The dataset and training crawlers

Finally, there are crawlers that do primarily train data, not your visibility to be sent to. CCBot, for instance, is for the Common Crawl, an open dataset that has been used as a training corpus for a huge number of large language models. And despite the singular name, it is still extremely important, for the simple fact of who uses Common Crawl's data. There's also Bytespider, the crawler for ByteDance, Meta-ExternalAgent for the AI from Meta, and Amazonbot for Amazon and Alexa, where blocking them isn't knocking you out of any answer engine like you do blocking of GPTBot or PerplexityBot; it's just about whether or not you're participating in their training set.

What to do with this

The takeaway of all this is that "should I block AI crawlers" is the wrong question, because the fleet is by no means monolithic. It is better to decide which of these you want and why, whether you're keeping the answer engine crawlers enabled for AI visibility is a different question from a training-only crawler and the optional licensing decision there. And each of the bots in the above list can be allowed or denied by user-agent, in accordance with robots.txt, so once you know who is who the control is all yours. If you want to see what your website currently looks like across them all, try the AI readiness checker, or use our guide to blocking AI crawlers to turn your decision into a robots.txt rule, or the guiding overview of generative engine optimization to get a grip on the high-level picture.

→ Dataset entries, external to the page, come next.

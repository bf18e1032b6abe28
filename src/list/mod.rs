// SPDX-License-Identifier: GPL-3.0-or-later
// Copyright 2026 Tobias Sarnowski

//! First-class lists and the `LIST`/`LINK` stack convention (spec.md §4.7).
//!
//! A list of `N` slots occupies `N + 2` contiguous cells when it sits at
//! the top of a stack region: a `LIST(N)` header, `N` element slots, and
//! a `LINK(N+1)` footer. The footer is a runtime-only marker - it lets
//! whole-list `dup`/`drop`/`swap` find the header without scanning, and
//! it is never present on a nested list (nested lists are not at a
//! stack top). All operations here work directly on the data stack
//! region of a [`Stacks`]; the side marker used by `open_list`/
//! `close_list` lives on the return stack, per spec.md §4.7.


use crate::error::VmError;
use crate::memory::DATA_STACK_BASE;
use crate::reference::Reference;
use crate::stack::{Region, Stacks};
use crate::tagged::{Decoded, Tag, TaggedValue};
use crate::types::Cell;

/// Upper bound on the number of elements a single list op will buffer on
/// the Rust call stack, set to the data stack's own cell capacity - a
/// list can never exceed the region it lives in, so this never clips a
/// legal program.
const MAX_LIST_ELEMENTS: usize = crate::memory::DATA_STACK_CELLS as usize;

/// Position of a list block currently at the top of the data stack.
struct TopBlock {
    header: Cell,
    footer: Cell,
    slot_count: u32,
}

fn reverse_cells(stacks: &mut Stacks, start: Cell, end: Cell) -> Result<(), VmError> {
    if start.index() >= end.index() {
        return Ok(());
    }
    let mut lo = start;
    let mut hi = end - 1;
    while lo.index() < hi.index() {
        let a = stacks.memory().read_cell(lo)?;
        let b = stacks.memory().read_cell(hi)?;
        stacks.memory_mut().write_cell(lo, b)?;
        stacks.memory_mut().write_cell(hi, a)?;
        lo = lo.offset(1);
        hi = hi - 1;
    }
    Ok(())
}

/// Length, in cells, of the item whose last cell sits directly below
/// `end` - one cell for a scalar, or `k + 1` (header through footer) for
/// a list block whose `LINK` payload is `k`.
fn item_len_before(stacks: &Stacks, end: Cell) -> Result<u32, VmError> {
    if end.index() <= DATA_STACK_BASE.index() {
        return Err(VmError::StackUnderflow { op: "swap" });
    }
    let last = end - 1;
    let value = stacks.memory().read_cell(last)?;
    match value.decode() {
        Decoded::Boxed(Tag::Link, k) => Ok(k as u32 + 1),
        _ => Ok(1),
    }
}

/// Reads the `LIST`/`LINK` block currently at the top of the data stack.
fn top_list_block(stacks: &Stacks) -> Result<TopBlock, VmError> {
    stacks.ensure(Region::Data, 1, "list")?;
    let footer = stacks.top_cell(Region::Data) - 1;
    let footer_value = stacks.memory().read_cell(footer)?;
    let Decoded::Boxed(Tag::Link, k) = footer_value.decode() else {
        return Err(VmError::TypeError { op: "list" });
    };
    let k = k as u32;
    let header = footer - k;
    let header_value = stacks.memory().read_cell(header)?;
    let Decoded::Boxed(Tag::List, slot_count) = header_value.decode() else {
        return Err(VmError::MalformedList);
    };
    let slot_count = slot_count as u32;
    if k != slot_count + 1 {
        return Err(VmError::MalformedList);
    }
    Ok(TopBlock {
        header,
        footer,
        slot_count,
    })
}

fn push_list(stacks: &mut Stacks, elems: &[TaggedValue]) -> Result<(), VmError> {
    let n = elems.len() as i32;
    stacks.push(Region::Data, TaggedValue::encode(n, Tag::List)?)?;
    for value in elems {
        stacks.push(Region::Data, *value)?;
    }
    stacks.push(Region::Data, TaggedValue::encode(n + 1, Tag::Link)?)?;
    Ok(())
}

/// `open_list`: begin a new list. Pushes a placeholder `LIST(0)` header
/// and records its cell index on the return-stack side marker.
pub fn open_list(stacks: &mut Stacks, list_depth: &mut u32) -> Result<(), VmError> {
    let header = stacks.top_cell(Region::Data);
    stacks.push(Region::Data, TaggedValue::encode(0, Tag::List)?)?;
    stacks.push(Region::Return, Reference::new(header).to_tagged())?;
    *list_depth += 1;
    Ok(())
}

/// `close_list`: finish the innermost open list. Only the outermost
/// close emits a `LINK` footer (spec.md §4.7).
pub fn close_list(stacks: &mut Stacks, list_depth: &mut u32) -> Result<(), VmError> {
    if *list_depth == 0 {
        return Err(VmError::MalformedList);
    }
    let marker = stacks.pop(Region::Return)?;
    let header = Reference::from_tagged(marker)
        .ok_or(VmError::MalformedList)?
        .cell();
    let top = stacks.top_cell(Region::Data);
    if top.index() <= header.index() {
        return Err(VmError::MalformedList);
    }
    let slot_count = (top - header) - 1;
    stacks
        .memory_mut()
        .write_cell(header, TaggedValue::encode(slot_count as i32, Tag::List)?)?;
    *list_depth -= 1;
    if *list_depth == 0 {
        stacks.push(
            Region::Data,
            TaggedValue::encode(slot_count as i32 + 1, Tag::Link)?,
        )?;
    }
    Ok(())
}

/// `dup`: duplicates the stack top, treating a list block as a single
/// unit (spec.md §4.7).
pub fn dup(stacks: &mut Stacks) -> Result<(), VmError> {
    match top_list_block(stacks) {
        Ok(block) => {
            let span = block.footer - block.header;
            for i in 0..span {
                let value = stacks.memory().read_cell(block.header.offset(i))?;
                stacks.push(Region::Data, value)?;
            }
            stacks.push(Region::Data, TaggedValue::encode(span as i32, Tag::Link)?)
        }
        Err(VmError::TypeError { .. }) => {
            let value = stacks.peek(Region::Data, 0)?;
            stacks.push(Region::Data, value)
        }
        Err(e) => Err(e),
    }
}

/// `drop`: pops the stack top, treating a list block as a single unit.
pub fn drop(stacks: &mut Stacks) -> Result<(), VmError> {
    match top_list_block(stacks) {
        Ok(block) => {
            stacks.set_top_cell(Region::Data, block.header);
            Ok(())
        }
        Err(VmError::TypeError { .. }) => stacks.pop(Region::Data).map(|_| ()),
        Err(e) => Err(e),
    }
}

/// `swap`: exchanges the top two stack items, each either a single cell
/// or a whole list block, via three in-place block reversals (DESIGN.md
/// Open Question 2).
pub fn swap(stacks: &mut Stacks) -> Result<(), VmError> {
    let top = stacks.top_cell(Region::Data);
    let len_top = item_len_before(stacks, top)?;
    let mid = top - len_top;
    let len_second = item_len_before(stacks, mid)?;
    let start = mid - len_second;
    reverse_cells(stacks, start, mid)?;
    reverse_cells(stacks, mid, top)?;
    reverse_cells(stacks, start, top)
}

/// `length(list) -> integer`: slot count of the list on top of the data
/// stack, which is popped as a whole block.
pub fn length(stacks: &mut Stacks) -> Result<(), VmError> {
    let block = top_list_block(stacks)?;
    let result = TaggedValue::encode(block.slot_count as i32, Tag::Integer)?;
    stacks.set_top_cell(Region::Data, block.header);
    stacks.push(Region::Data, result)
}

fn slot_value(stacks: &Stacks, block: &TopBlock, index: i32) -> Result<TaggedValue, VmError> {
    if index < 0 || index as u32 >= block.slot_count {
        return Err(VmError::IndexOutOfRange {
            index,
            len: block.slot_count as i32,
        });
    }
    stacks.memory().read_cell(block.header.offset(1 + index as u32))
}

/// `slot(list, i) -> value`: the raw cell at slot `i`, popping the list
/// as a whole block.
pub fn slot(stacks: &mut Stacks, index: i32) -> Result<(), VmError> {
    let block = top_list_block(stacks)?;
    let value = slot_value(stacks, &block, index)?;
    stacks.set_top_cell(Region::Data, block.header);
    stacks.push(Region::Data, value)
}

/// `elem(list, i) -> value`: like `slot`, but a nested `LIST` slot
/// yields a reference to the sublist's header rather than the header
/// value itself.
pub fn elem(stacks: &mut Stacks, index: i32) -> Result<(), VmError> {
    let block = top_list_block(stacks)?;
    if index < 0 || index as u32 >= block.slot_count {
        return Err(VmError::IndexOutOfRange {
            index,
            len: block.slot_count as i32,
        });
    }
    let cell = block.header.offset(1 + index as u32);
    let raw = stacks.memory().read_cell(cell)?;
    let result = if raw.is_tag(Tag::List) {
        Reference::new(cell).to_tagged()
    } else {
        raw
    };
    stacks.set_top_cell(Region::Data, block.header);
    stacks.push(Region::Data, result)
}

/// `head(list) -> value`: the first element, or a reference if it is a
/// nested list (same convention as `elem`).
pub fn head(stacks: &mut Stacks) -> Result<(), VmError> {
    elem(stacks, 0)
}

/// `tail(list) -> list'`: a new list containing slots `1..N`, built by
/// copy.
pub fn tail(stacks: &mut Stacks) -> Result<(), VmError> {
    let block = top_list_block(stacks)?;
    if block.slot_count == 0 {
        return Err(VmError::IndexOutOfRange { index: 0, len: 0 });
    }
    let new_len = (block.slot_count - 1) as usize;
    let mut buf = [TaggedValue::NIL; MAX_LIST_ELEMENTS];
    for i in 0..new_len {
        buf[i] = stacks
            .memory()
            .read_cell(block.header.offset(2 + i as u32))?;
    }
    stacks.set_top_cell(Region::Data, block.header);
    push_list(stacks, &buf[..new_len])
}

/// `reverse(list) -> list'`: reverses the element range in place; the
/// header and footer positions are unchanged.
pub fn reverse(stacks: &mut Stacks) -> Result<(), VmError> {
    let block = top_list_block(stacks)?;
    reverse_cells(stacks, block.header.offset(1), block.footer)
}

/// `concat(a, b) -> c`: a new list of size `Na + Nb`, with `a`'s slots
/// followed by `b`'s.
pub fn concat(stacks: &mut Stacks) -> Result<(), VmError> {
    let top = top_list_block(stacks)?;
    let mut buf_top = [TaggedValue::NIL; MAX_LIST_ELEMENTS];
    for i in 0..top.slot_count as usize {
        buf_top[i] = stacks.memory().read_cell(top.header.offset(1 + i as u32))?;
    }
    stacks.set_top_cell(Region::Data, top.header);

    let bottom = top_list_block(stacks)?;
    let mut buf_bottom = [TaggedValue::NIL; MAX_LIST_ELEMENTS];
    for i in 0..bottom.slot_count as usize {
        buf_bottom[i] = stacks
            .memory()
            .read_cell(bottom.header.offset(1 + i as u32))?;
    }
    stacks.set_top_cell(Region::Data, bottom.header);

    let total = bottom.slot_count as usize + top.slot_count as usize;
    if total > MAX_LIST_ELEMENTS {
        return Err(VmError::StackOverflow { op: "concat" });
    }
    let mut combined = [TaggedValue::NIL; MAX_LIST_ELEMENTS];
    combined[..bottom.slot_count as usize].copy_from_slice(&buf_bottom[..bottom.slot_count as usize]);
    combined[bottom.slot_count as usize..total].copy_from_slice(&buf_top[..top.slot_count as usize]);
    push_list(stacks, &combined[..total])
}

/// `pack(n) -> list`: wraps the top `n` scalars into a list, oldest
/// pushed becoming slot 1.
pub fn pack(stacks: &mut Stacks, n: u32) -> Result<(), VmError> {
    if n as usize > MAX_LIST_ELEMENTS {
        return Err(VmError::StackOverflow { op: "pack" });
    }
    stacks.ensure(Region::Data, n, "pack")?;
    let top = stacks.top_cell(Region::Data);
    let start = top - n;
    let mut buf = [TaggedValue::NIL; MAX_LIST_ELEMENTS];
    for i in 0..n as usize {
        buf[i] = stacks.memory().read_cell(start.offset(i as u32))?;
    }
    stacks.set_top_cell(Region::Data, start);
    push_list(stacks, &buf[..n as usize])
}

/// `unpack(list) -> values...`: pushes each slot in order, dropping the
/// header and footer.
pub fn unpack(stacks: &mut Stacks) -> Result<(), VmError> {
    let block = top_list_block(stacks)?;
    let mut buf = [TaggedValue::NIL; MAX_LIST_ELEMENTS];
    for i in 0..block.slot_count as usize {
        buf[i] = stacks
            .memory()
            .read_cell(block.header.offset(1 + i as u32))?;
    }
    stacks.set_top_cell(Region::Data, block.header);
    for value in &buf[..block.slot_count as usize] {
        stacks.push(Region::Data, *value)?;
    }
    Ok(())
}

/// `transfer(list, target)`: moves the list on top of the data stack
/// into `target`, omitting the `LINK` footer when `target` is
/// [`Region::Global`] (globals are not stack-top structures). Returns a
/// reference to the destination header.
pub fn transfer(stacks: &mut Stacks, target: Region) -> Result<Reference, VmError> {
    let block = top_list_block(stacks)?;
    let n = block.slot_count;
    let header_value = stacks.memory().read_cell(block.header)?;
    let mut buf = [TaggedValue::NIL; MAX_LIST_ELEMENTS];
    for i in 0..n as usize {
        buf[i] = stacks
            .memory()
            .read_cell(block.header.offset(1 + i as u32))?;
    }
    stacks.set_top_cell(Region::Data, block.header);

    let needed = if matches!(target, Region::Global) { n + 1 } else { n + 2 };
    let dest_header = stacks.advance(target, needed, "transfer")?;
    stacks.memory_mut().write_cell(dest_header, header_value)?;
    for i in 0..n as usize {
        stacks
            .memory_mut()
            .write_cell(dest_header.offset(1 + i as u32), buf[i])?;
    }
    if !matches!(target, Region::Global) {
        stacks.memory_mut().write_cell(
            dest_header.offset(1 + n),
            TaggedValue::encode(n as i32 + 1, Tag::Link)?,
        )?;
    }
    Ok(Reference::new(dest_header))
}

Frequently asked questions

What is the difference between an AI crawler and a search crawler?

A search crawler like Googlebot or Bingbot indexes the web for a search engine. An AI crawler fetches pages for a large language model — either to train it, to build a retrieval index it answers from, or to read a page live when a user asks. They are separate fleets with separate user-agents, which is why you can allow one and block another.

Which AI crawlers should I allow?

If you want visibility in AI answers, allow the answer-engine crawlers: Googlebot, GPTBot, OAI-SearchBot, ChatGPT-User, ClaudeBot, PerplexityBot and Google-Extended. Whether you allow the pure training and dataset crawlers, such as CCBot or Bytespider, is more of a content-licensing decision than a visibility one.

Do these crawlers respect robots.txt?

The major, named crawlers publicly state that they honour robots.txt user-agent rules. Less reputable scrapers may ignore it, but for the well-known bots listed here, a disallow line is respected.

How do I check which ones my site allows?

Run the AI readiness checker. It reads your robots.txt and reports, bot by bot, which of the major AI and search crawlers are currently allowed or blocked on your site.